RECORDS FOR THE EXERCISE:

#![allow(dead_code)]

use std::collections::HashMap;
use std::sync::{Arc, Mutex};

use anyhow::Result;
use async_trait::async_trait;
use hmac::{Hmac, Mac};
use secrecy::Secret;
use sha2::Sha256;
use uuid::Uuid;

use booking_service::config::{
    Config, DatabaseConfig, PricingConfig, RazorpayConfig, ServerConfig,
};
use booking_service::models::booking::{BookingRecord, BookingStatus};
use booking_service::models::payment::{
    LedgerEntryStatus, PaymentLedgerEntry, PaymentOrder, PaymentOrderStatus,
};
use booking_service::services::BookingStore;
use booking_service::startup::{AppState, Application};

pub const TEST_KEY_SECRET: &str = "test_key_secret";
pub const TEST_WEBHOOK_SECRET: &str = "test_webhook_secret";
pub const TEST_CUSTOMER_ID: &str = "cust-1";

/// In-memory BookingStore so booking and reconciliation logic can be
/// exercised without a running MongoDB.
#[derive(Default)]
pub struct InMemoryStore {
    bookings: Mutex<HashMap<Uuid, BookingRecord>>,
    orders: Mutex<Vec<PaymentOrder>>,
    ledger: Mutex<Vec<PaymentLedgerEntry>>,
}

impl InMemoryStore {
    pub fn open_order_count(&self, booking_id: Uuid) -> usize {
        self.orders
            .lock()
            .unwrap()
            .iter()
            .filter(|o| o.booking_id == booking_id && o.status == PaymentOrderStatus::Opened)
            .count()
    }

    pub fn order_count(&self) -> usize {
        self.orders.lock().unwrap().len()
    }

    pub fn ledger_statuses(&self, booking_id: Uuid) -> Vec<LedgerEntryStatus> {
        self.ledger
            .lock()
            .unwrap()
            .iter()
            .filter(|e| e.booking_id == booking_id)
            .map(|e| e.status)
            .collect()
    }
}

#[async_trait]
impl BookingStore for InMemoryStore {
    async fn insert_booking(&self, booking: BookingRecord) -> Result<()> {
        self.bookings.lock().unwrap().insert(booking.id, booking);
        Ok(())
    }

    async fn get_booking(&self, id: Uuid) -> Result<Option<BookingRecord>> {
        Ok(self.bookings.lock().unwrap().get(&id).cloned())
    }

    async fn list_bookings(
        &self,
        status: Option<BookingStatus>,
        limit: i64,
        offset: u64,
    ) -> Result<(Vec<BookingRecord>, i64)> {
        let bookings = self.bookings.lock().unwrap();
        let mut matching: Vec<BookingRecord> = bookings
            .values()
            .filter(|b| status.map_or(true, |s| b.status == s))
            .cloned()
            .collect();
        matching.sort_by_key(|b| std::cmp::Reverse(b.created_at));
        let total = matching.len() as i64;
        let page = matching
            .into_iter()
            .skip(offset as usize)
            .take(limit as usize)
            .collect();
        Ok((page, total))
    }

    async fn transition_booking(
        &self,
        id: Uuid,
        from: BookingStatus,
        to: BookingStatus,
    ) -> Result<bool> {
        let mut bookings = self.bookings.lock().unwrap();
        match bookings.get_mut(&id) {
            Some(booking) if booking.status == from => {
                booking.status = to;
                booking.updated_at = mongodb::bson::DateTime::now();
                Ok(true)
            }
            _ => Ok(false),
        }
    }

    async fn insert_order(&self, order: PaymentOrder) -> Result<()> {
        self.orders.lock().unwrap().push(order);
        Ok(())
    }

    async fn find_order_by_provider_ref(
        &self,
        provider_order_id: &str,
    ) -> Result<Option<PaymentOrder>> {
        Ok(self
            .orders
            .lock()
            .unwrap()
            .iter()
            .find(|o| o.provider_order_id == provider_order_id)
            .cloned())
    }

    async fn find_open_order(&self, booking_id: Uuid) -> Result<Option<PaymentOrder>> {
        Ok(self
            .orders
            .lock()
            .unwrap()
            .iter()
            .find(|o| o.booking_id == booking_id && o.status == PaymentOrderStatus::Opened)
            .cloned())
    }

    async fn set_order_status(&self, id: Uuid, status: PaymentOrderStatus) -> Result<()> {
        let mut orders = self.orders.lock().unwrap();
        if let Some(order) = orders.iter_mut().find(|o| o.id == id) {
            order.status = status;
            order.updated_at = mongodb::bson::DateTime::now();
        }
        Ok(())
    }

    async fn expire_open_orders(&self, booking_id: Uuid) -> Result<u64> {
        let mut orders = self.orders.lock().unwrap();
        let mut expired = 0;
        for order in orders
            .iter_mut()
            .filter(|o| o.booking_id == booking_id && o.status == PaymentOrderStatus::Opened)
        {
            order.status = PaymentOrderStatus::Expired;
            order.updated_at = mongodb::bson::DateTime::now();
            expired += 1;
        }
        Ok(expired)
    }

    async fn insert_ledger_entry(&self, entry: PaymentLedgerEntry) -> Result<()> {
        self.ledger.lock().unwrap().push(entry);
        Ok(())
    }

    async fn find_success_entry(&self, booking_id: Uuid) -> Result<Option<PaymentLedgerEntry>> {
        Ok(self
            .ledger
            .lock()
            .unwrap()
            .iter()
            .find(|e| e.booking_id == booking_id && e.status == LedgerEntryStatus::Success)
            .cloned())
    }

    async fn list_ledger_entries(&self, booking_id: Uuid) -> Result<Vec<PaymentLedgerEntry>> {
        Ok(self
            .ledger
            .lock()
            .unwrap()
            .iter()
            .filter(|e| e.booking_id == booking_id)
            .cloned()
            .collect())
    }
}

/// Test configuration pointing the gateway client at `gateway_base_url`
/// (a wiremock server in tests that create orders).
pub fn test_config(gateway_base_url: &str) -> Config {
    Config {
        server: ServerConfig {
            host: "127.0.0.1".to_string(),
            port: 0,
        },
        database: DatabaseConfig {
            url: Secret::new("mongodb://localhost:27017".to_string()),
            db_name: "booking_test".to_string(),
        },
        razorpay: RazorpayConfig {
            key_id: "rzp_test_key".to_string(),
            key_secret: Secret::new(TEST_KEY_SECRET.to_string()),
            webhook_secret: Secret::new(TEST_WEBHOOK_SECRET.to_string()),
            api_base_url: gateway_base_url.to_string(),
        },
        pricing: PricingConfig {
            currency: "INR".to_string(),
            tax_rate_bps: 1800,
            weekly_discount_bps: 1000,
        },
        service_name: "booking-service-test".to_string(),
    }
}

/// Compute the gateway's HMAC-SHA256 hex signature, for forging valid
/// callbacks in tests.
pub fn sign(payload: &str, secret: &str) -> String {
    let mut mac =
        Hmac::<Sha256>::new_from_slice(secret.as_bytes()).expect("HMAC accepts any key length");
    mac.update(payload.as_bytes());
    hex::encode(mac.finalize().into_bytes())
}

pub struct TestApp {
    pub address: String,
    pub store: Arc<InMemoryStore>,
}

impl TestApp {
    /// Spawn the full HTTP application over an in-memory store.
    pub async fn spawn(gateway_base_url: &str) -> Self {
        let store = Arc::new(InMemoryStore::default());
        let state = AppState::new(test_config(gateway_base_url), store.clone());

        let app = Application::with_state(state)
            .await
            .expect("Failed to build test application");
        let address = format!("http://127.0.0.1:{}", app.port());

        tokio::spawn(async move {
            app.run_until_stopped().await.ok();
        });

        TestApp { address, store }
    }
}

REQUIREMENT: Some lines above may contain the string "AppState". State how many of them the records have, and nothing more.

SOLVED EXERCISE: 2